Single by the Almost

from the album Southern Weather
- Released: February 13, 2007
- Recorded: 2006
- Length: 3:14
- Label: Tooth & Nail/Virgin
- Songwriter: Aaron Gillespie
- Producer: Aaron Sprinkle

The Almost singles chronology
|  | "Say This Sooner" (2007) | "Southern Weather" (2007) |

= Say This Sooner =

"Say This Sooner" (also known as "Say This Sooner (No One Will Ever See Things the Way I Do)") is a song by American alternative rock band the Almost. The song was released as the lead single from the band's debut studio album Southern Weather. The song is the band's most popular and successful, peaking at No. 7 on the Billboard Alternative Songs chart and No. 35 on the Mainstream Rock chart.

==Reception==
Reception to "Say This Sooner" has been mostly positive, with reviewers calling it one of the best songs on the album.

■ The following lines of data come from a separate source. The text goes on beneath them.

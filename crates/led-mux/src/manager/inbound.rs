//! Reconciliation of inbound events and status snapshots

use std::collections::BTreeSet;

use led_protocol::{events, DeviceEvent, Inbound, InboundMessage, StatusReport};
use led_registry::{
    AcsSummary, ControllerStatus, Direction, Registry, SensorSample, HISTORY_LIMIT,
};
use tracing::{debug, error, trace};

use super::LedManager;

impl LedManager {
    /// Fold one inbound message into the registry
    ///
    /// Field changes and group flips from one message are committed
    /// together; only groups whose derived state flipped are broadcast.
    pub(super) async fn handle_inbound(&self, controller_id: &str, message: InboundMessage) {
        let mut registry = self.inner.registry.lock().await;
        registry.append_serial_log(controller_id, Direction::Rx, message.payload.clone());

        let (changed, metadata_changed) = match &message.body {
            Inbound::Event(event) => match event.name.as_str() {
                events::LED_CHANNEL_STATE | events::LED_ENABLE | events::LED_DISABLE => {
                    (apply_channel_state(&mut registry, controller_id, event), false)
                }
                events::LED_FAULT => (apply_fault(&mut registry, controller_id, event, true), false),
                events::LED_FAULT_CLEARED => {
                    (apply_fault(&mut registry, controller_id, event, false), false)
                }
                events::CAN_MESSAGE => {
                    drop(registry);
                    self.handle_button_event(controller_id, event).await;
                    return;
                }
                other => {
                    trace!("Ignoring event {} from {}", other, controller_id);
                    return;
                }
            },
            Inbound::Status(report) => apply_status(&mut registry, controller_id, report),
        };

        if changed.is_empty() && !metadata_changed {
            return;
        }
        let flipped = registry.refresh_group_states(&changed);
        if let Err(e) = registry.commit() {
            error!("Failed to commit updates from {}: {}", controller_id, e);
            return;
        }
        self.broadcast_groups(&registry, &flipped);
    }
}

/// Outputs an event addresses, by channel first and slot second
///
/// Only outputs whose `disabled` flag equals `disabled` take part, so a
/// disabled channel owner never hides an enabled slot match. A missing
/// driver index matches every driver on the controller.
fn match_outputs(
    registry: &Registry,
    controller_id: &str,
    event: &DeviceEvent,
    disabled: bool,
) -> Vec<String> {
    let mut by_channel = Vec::new();
    let mut by_slot = Vec::new();
    let drivers = registry.drivers().filter(|d| {
        d.controller_id == controller_id
            && event.driver_index.map_or(true, |index| index == d.driver_index)
    });
    for driver in drivers {
        for output in registry.driver_outputs(driver).filter(|o| o.disabled == disabled) {
            if event
                .channel
                .is_some_and(|channel| output.channels.contains(&channel))
            {
                by_channel.push(output.id.clone());
            }
            if event.slot == Some(output.slot as i64) {
                by_slot.push(output.id.clone());
            }
        }
    }
    if by_channel.is_empty() {
        by_slot
    } else {
        by_channel
    }
}

fn apply_channel_state(
    registry: &mut Registry,
    controller_id: &str,
    event: &DeviceEvent,
) -> BTreeSet<String> {
    let matched = match_outputs(registry, controller_id, event, false);
    if matched.is_empty() {
        debug!("Controller {} reported {} but no outputs matched", controller_id, event.name);
        return BTreeSet::new();
    }

    let level = event.resolved_level();
    let mut changed = BTreeSet::new();
    for output_id in matched {
        let Some(output) = registry.output_mut(&output_id) else {
            continue;
        };
        let mut touched = false;
        if let Some(level) = level {
            let level = level.max(0);
            if output.level != level {
                output.level = level;
                touched = true;
            }
        }
        let pwm = match (event.pwm, level) {
            (Some(pwm), _) => Some(pwm),
            (None, Some(level)) if level > 0 => Some(output.pwm_range().1),
            (None, Some(_)) => Some(output.min_pwm),
            (None, None) => None,
        };
        if let Some(pwm) = pwm.filter(|pwm| *pwm != output.pwm) {
            output.pwm = pwm;
            touched = true;
        }
        if let Some(fault) = event.fault.filter(|fault| *fault != output.faulty) {
            output.faulty = fault;
            touched = true;
        }
        if touched {
            changed.insert(output_id);
        }
    }
    changed
}

fn apply_fault(
    registry: &mut Registry,
    controller_id: &str,
    event: &DeviceEvent,
    is_fault: bool,
) -> BTreeSet<String> {
    let matched = match_outputs(registry, controller_id, event, false);
    let stale = match_outputs(registry, controller_id, event, true);
    if matched.is_empty() && stale.is_empty() {
        debug!(
            "Controller {} reported fault change but no outputs matched",
            controller_id
        );
        return BTreeSet::new();
    }

    let mut changed = BTreeSet::new();
    for output_id in matched {
        let Some(output) = registry.output_mut(&output_id) else {
            continue;
        };
        if output.faulty != is_fault {
            output.faulty = is_fault;
            changed.insert(output_id);
        }
    }
    // Disabled outputs never hold a fault
    for output_id in stale {
        let Some(output) = registry.output_mut(&output_id) else {
            continue;
        };
        if output.faulty {
            output.faulty = false;
            changed.insert(output_id);
        }
    }
    changed
}

/// Fold a status snapshot into controller and driver metadata
///
/// Returns the outputs whose confirmed level, PWM or fault changed, and
/// whether the controller's own metadata changed.
fn apply_status(
    registry: &mut Registry,
    controller_id: &str,
    report: &StatusReport,
) -> (BTreeSet<String>, bool) {
    let Some(controller) = registry.controller_mut(controller_id) else {
        debug!("Status from unknown controller {}", controller_id);
        return (BTreeSet::new(), false);
    };
    let previous = controller.metadata.clone();

    let acs: Vec<AcsSummary> = report
        .sensors
        .iter()
        .map(|sensor| AcsSummary {
            bus: sensor.bus.clone(),
            index: sensor.index,
            ready: sensor.ready,
            valid: sensor.valid,
            voltage: sensor.voltage,
            current: sensor.current,
            power: sensor.power,
        })
        .collect();
    let valid: Vec<&AcsSummary> = acs.iter().filter(|s| s.valid).collect();
    let voltages: Vec<f64> = valid.iter().filter_map(|s| s.voltage).collect();
    let status = ControllerStatus {
        uptime_ms: report.uptime_ms,
        drivers_reported: report.drivers_reported,
        device_name: report.device_name.clone(),
        fan: report.fan.clone(),
        total_power: valid.iter().filter_map(|s| s.power).sum(),
        total_current: valid.iter().filter_map(|s| s.current).sum(),
        total_voltage: (!voltages.is_empty())
            .then(|| voltages.iter().sum::<f64>() / voltages.len() as f64),
        voltage_sample_count: voltages.len() as u32,
        acs,
    };

    let metadata = &mut controller.metadata;
    for sensor in report.sensors.iter().filter(|s| s.valid) {
        let history = metadata.acs_history.entry(sensor.bus.clone()).or_default();
        history.push(SensorSample {
            timestamp_ms: sensor.updated_ms.or(report.uptime_ms),
            voltage: sensor.voltage,
            current: sensor.current,
            power: sensor.power,
        });
        if history.len() > HISTORY_LIMIT {
            let excess = history.len() - HISTORY_LIMIT;
            history.drain(..excess);
        }
    }
    metadata.status = Some(status);
    let metadata_changed = *metadata != previous;

    let mut changed = BTreeSet::new();
    for driver_report in &report.drivers {
        let Some(driver_id) = registry
            .drivers()
            .find(|d| d.controller_id == controller_id && d.driver_index == driver_report.index)
            .map(|d| d.id.clone())
        else {
            continue;
        };
        let mut outputs = Vec::new();
        if let Some(driver) = registry.driver_mut(&driver_id) {
            driver.status = Some(driver_report.status.clone());
            outputs = driver.outputs.clone();
        }

        for channel in &driver_report.channels {
            let Some(output_id) = usize::try_from(channel.slot)
                .ok()
                .and_then(|slot| outputs.get(slot))
            else {
                continue;
            };
            let Some(output) = registry.output_mut(output_id) else {
                continue;
            };
            if output.disabled {
                continue;
            }
            let mut touched = false;
            if output.level != channel.level {
                output.level = channel.level;
                touched = true;
            }
            if output.pwm != channel.pwm {
                output.pwm = channel.pwm;
                touched = true;
            }
            if output.faulty != channel.fault {
                output.faulty = channel.fault;
                touched = true;
            }
            if touched {
                changed.insert(output_id.clone());
            }
        }
    }
    (changed, metadata_changed)
}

Trey Pearson of Jesus Freak Hideout called the song "super catchy, extremely refreshing" and cited it as a standout track. Tom Spinelli of Melodic also called the song one of the best on the album. Conversely, Pabs Hernandez of LAS Magazine called the song a "horrible single."

==Music video==
The song's music video was directed by Shane Drake.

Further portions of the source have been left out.